Instructions to follow: From the line that contains "host the recycler." down to the last line of the data below, transcribe every line exactly.

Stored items
----
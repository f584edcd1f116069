use thiserror::Error;

/// Error type for password operations.
#[derive(Debug, Clone, Error, PartialEq, Eq)]
pub enum PasswordError {
    #[error("Invalid salt: {0}")]
    InvalidSalt(String),

    #[error("Password hashing failed: {0}")]
    HashingFailed(String),

    #[error("Stored password hash is malformed: {0}")]
    MalformedHash(String),
}
use std::fmt;
use std::str::FromStr;

use auth::Token;
use auth::TokenPair;
use uuid::Uuid;

use crate::domain::account::models::AccountId;
use crate::domain::account::models::EmailAddress;
use crate::domain::session::errors::PasswordRuleError;
use crate::domain::session::errors::SubjectError;

const GUEST_PREFIX: &str = "guest:";

/// Identity a session token is bound to.
///
/// Invitation-token logins have no account behind them, so they get a fresh
/// guest identity instead.
#[derive(Debug, Clone, Copy, PartialEq, Eq, Hash)]
pub enum Subject {
    Account(AccountId),
    Guest(Uuid),
}

impl Subject {
    pub fn new_guest() -> Self {
        Subject::Guest(Uuid::new_v4())
    }
}

impl fmt::Display for Subject {
    fn fmt(&self, f: &mut fmt::Formatter<'_>) -> fmt::Result {
        match self {
            Subject::Account(id) => write!(f, "{}", id),
            Subject::Guest(id) => write!(f, "{}{}", GUEST_PREFIX, id),
        }
    }
}

impl FromStr for Subject {
    type Err = SubjectError;

    fn from_str(s: &str) -> Result<Self, Self::Err> {
        if let Some(guest) = s.strip_prefix(GUEST_PREFIX) {
            return Uuid::parse_str(guest)
                .map(Subject::Guest)
                .map_err(|_| SubjectError::InvalidFormat(s.to_string()));
        }

        AccountId::from_string(s)
            .map(Subject::Account)
            .map_err(|_| SubjectError::InvalidFormat(s.to_string()))
    }
}

/// Result of a successful login: who, plus both signed tokens.
#[derive(Debug, Clone, PartialEq, Eq)]
pub struct Session {
    pub subject: Subject,
    pub access_token: Token,
    pub refresh_token: Token,
}

impl Session {
    pub fn new(subject: Subject, tokens: TokenPair) -> Self {
        Self {
            subject,
            access_token: tokens.access_token,
            refresh_token: tokens.refresh_token,
        }
    }
}

/// Plaintext password that passed the shape rules.
#[derive(Clone, PartialEq, Eq)]
pub struct Password(String);

impl Password {
    pub const MIN_LENGTH: usize = 6;

    /// # Errors
    /// * `TooShort` - Fewer than 6 characters
    pub fn new(password: String) -> Result<Self, PasswordRuleError> {
        let length = password.chars().count();
        if length < Self::MIN_LENGTH {
            return Err(PasswordRuleError::TooShort {
                min: Self::MIN_LENGTH,
                actual: length,
            });
        }
        Ok(Self(password))
    }

    pub fn as_str(&self) -> &str {
        &self.0
    }
}

impl fmt::Debug for Password {
    fn fmt(&self, f: &mut fmt::Formatter<'_>) -> fmt::Result {
        f.write_str("Password(***)")
    }
}

/// Command to register a new account
#[derive(Debug, Clone)]
pub struct RegisterCommand {
    pub email: EmailAddress,
    pub password: Password,
}

impl RegisterCommand {
    pub fn new(email: EmailAddress, password: Password) -> Self {
        Self { email, password }
    }
}

/// Command to log in with email and password.
///
/// The password is not shape-checked here: any mismatch is just invalid credentials.
#[derive(Debug, Clone)]
pub struct LoginCommand {
    pub email: EmailAddress,
    pub password: String,
}

impl LoginCommand {
    pub fn new(email: EmailAddress, password: String) -> Self {
        Self { email, password }
    }
}
//! Pool configuration.

use std::time::Duration;

/// Default number of idle resources kept in the primary tier.
pub const DEFAULT_MIN_IDLE: usize = 5;

/// Default cap on idle resources across both tiers.
pub const DEFAULT_MAX_IDLE: usize = 10;

/// Default period between recycler passes.
pub const DEFAULT_RECYCLE_INTERVAL: Duration = Duration::from_secs(30 * 60);

/// Configuration for the resource pool.
///
/// This struct is marked `#[non_exhaustive]` to allow adding new fields
/// in future minor versions without breaking changes. Use the builder
/// pattern methods or [`Default::default()`] to construct instances.
///
/// A value of zero for any field means "unset" and is replaced by the
/// corresponding default when the pool normalizes its configuration.
#[derive(Debug, Clone, Copy, PartialEq, Eq)]
#[cfg_attr(feature = "serde", derive(serde::Deserialize, serde::Serialize))]
#[cfg_attr(feature = "serde", serde(default))]
#[non_exhaustive]
pub struct PoolConfig {
    /// Number of idle resources the primary tier holds.
    ///
    /// Released resources fill this tier first, and the recycler moves
    /// overflow residents into it when there is room.
    pub min_idle: usize,

    /// Maximum number of idle resources held across both tiers.
    ///
    /// This bounds idle resources only. Resources that are checked out are
    /// not counted, so the number of live resources may exceed this value.
    pub max_idle: usize,

    /// Wall-clock period between recycler passes.
    pub recycle_interval: Duration,
}

impl Default for PoolConfig {
    fn default() -> Self {
        Self {
            min_idle: DEFAULT_MIN_IDLE,
            max_idle: DEFAULT_MAX_IDLE,
            recycle_interval: DEFAULT_RECYCLE_INTERVAL,
        }
    }
}

impl PoolConfig {
    /// Create a new pool configuration with default values.
    #[must_use]
    pub fn new() -> Self {
        Self::default()
    }

    /// Set the primary tier capacity.
    #[must_use]
    pub fn min_idle(mut self, count: usize) -> Self {
        self.min_idle = count;
        self
    }

    /// Set the total idle capacity.
    #[must_use]
    pub fn max_idle(mut self, count: usize) -> Self {
        self.max_idle = count;
        self
    }

    /// Set the recycler period.
    #[must_use]
    pub fn recycle_interval(mut self, interval: Duration) -> Self {
        self.recycle_interval = interval;
        self
    }

    /// Return a copy with defaults applied and capacities reconciled.
    ///
    /// Unset (zero) fields take their defaults. If `min_idle` exceeds
    /// `max_idle`, `max_idle` is raised to match rather than rejecting the
    /// configuration.
    #[must_use]
    pub fn normalized(&self) -> Self {
        let mut config = *self;

        if config.min_idle == 0 {
            config.min_idle = DEFAULT_MIN_IDLE;
        }
        if config.max_idle == 0 {
            config.max_idle = DEFAULT_MAX_IDLE;
        }
        if config.min_idle > config.max_idle {
            tracing::warn!(
                min_idle = config.min_idle,
                max_idle = config.max_idle,
                "min_idle exceeds max_idle; raising max_idle"
            );
            config.max_idle = config.min_idle;
        }
        if config.recycle_interval.is_zero() {
            config.recycle_interval = DEFAULT_RECYCLE_INTERVAL;
        }

        config
    }

    /// Capacity of the overflow tier.
    ///
    /// Only meaningful on a [`normalized`](Self::normalized) configuration.
    #[must_use]
    pub fn overflow_capacity(&self) -> usize {
        self.max_idle.saturating_sub(self.min_idle)
    }
}

#[cfg(test)]
#[allow(clippy::unwrap_used)]
mod tests {
    use super::*;

    #[test]
    fn test_default_config() {
        let config = PoolConfig::default();
        assert_eq!(config.min_idle, 5);
        assert_eq!(config.max_idle, 10);
        assert_eq!(config.recycle_interval, Duration::from_secs(1800));
        assert_eq!(config.overflow_capacity(), 5);
    }

    #[test]
    fn test_config_builder_methods() {
        let config = PoolConfig::new()
            .min_idle(2)
            .max_idle(8)
            .recycle_interval(Duration::from_secs(60));

        assert_eq!(config.min_idle, 2);
        assert_eq!(config.max_idle, 8);
        assert_eq!(config.recycle_interval, Duration::from_secs(60));
    }

    #[test]
    fn test_normalize_fills_unset_fields() {
        let config = PoolConfig::new()
            .min_idle(0)
            .max_idle(0)
            .recycle_interval(Duration::ZERO)
            .normalized();

        assert_eq!(config, PoolConfig::default());
    }

    #[test]
    fn test_normalize_raises_max_to_min() {
        let config = PoolConfig::new().min_idle(20).max_idle(10).normalized();

        assert_eq!(config.min_idle, 20);
        assert_eq!(config.max_idle, 20);
        assert_eq!(config.overflow_capacity(), 0);
    }

    #[test]
    fn test_normalize_min_above_default_max() {
        // Only min set: max falls back to its default, then gets raised.
        let config = PoolConfig::new().min_idle(12).max_idle(0).normalized();

        assert_eq!(config.max_idle, 12);
    }

    #[test]
    fn test_normalize_keeps_valid_config() {
        let config = PoolConfig::new()
            .min_idle(2)
            .max_idle(3)
            .recycle_interval(Duration::from_millis(10));

        assert_eq!(config.normalized(), config);
        assert_eq!(config.overflow_capacity(), 1);
    }

    #[cfg(feature = "serde")]
    #[test]
    fn test_deserialize_partial_config() {
        let config: PoolConfig = serde_json::from_str(r#"{"min_idle": 3}"#).unwrap();
        assert_eq!(config.min_idle, 3);
        assert_eq!(config.max_idle, DEFAULT_MAX_IDLE);
    }
}
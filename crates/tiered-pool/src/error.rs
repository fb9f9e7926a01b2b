//! Pool error types.

use thiserror::Error;

/// Boxed error used as the default factory error type.
pub type BoxError = Box<dyn std::error::Error + Send + Sync + 'static>;

/// Errors that can occur during pool operations.
///
/// `E` is the error type produced by the pool's factory. Construction
/// failures are passed through unchanged in [`PoolError::Create`].
#[derive(Debug, Error)]
#[non_exhaustive]
pub enum PoolError<E> {
    /// Pool is closed.
    #[error("pool is closed")]
    Closed,

    /// Pool is missing a required collaborator.
    #[error("pool is misconfigured: {0}")]
    Misconfigured(String),

    /// The factory failed to construct a resource.
    #[error("failed to create resource: {0}")]
    Create(#[source] E),

    /// Initialization needs a Tokio runtime to host the recycler.
    #[error("pool initialization requires a Tokio runtime")]
    NoRuntime,
}

impl<E> PoolError<E> {
    /// Check whether this error was caused by a closed pool.
    #[must_use]
    pub fn is_closed(&self) -> bool {
        matches!(self, Self::Closed)
    }

    /// Check whether this error was caused by a missing collaborator.
    #[must_use]
    pub fn is_misconfigured(&self) -> bool {
        matches!(self, Self::Misconfigured(_))
    }

    /// Extract the factory error, if this is one.
    pub fn into_create_error(self) -> Option<E> {
        match self {
            Self::Create(e) => Some(e),
            _ => None,
        }
    }
}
----
Solution for this task:
    /// Initialization needs a Tokio runtime to host the recycler.
    #[error("pool initialization requires a Tokio runtime")]
    NoRuntime,
}

impl<E> PoolError<E> {
    /// Check whether this error was caused by a closed pool.
    #[must_use]
    pub fn is_closed(&self) -> bool {
        matches!(self, Self::Closed)
    }

    /// Check whether this error was caused by a missing collaborator.
    #[must_use]
    pub fn is_misconfigured(&self) -> bool {
        matches!(self, Self::Misconfigured(_))
    }

    /// Extract the factory error, if this is one.
    pub fn into_create_error(self) -> Option<E> {
        match self {
            Self::Create(e) => Some(e),
            _ => None,
        }
    }
}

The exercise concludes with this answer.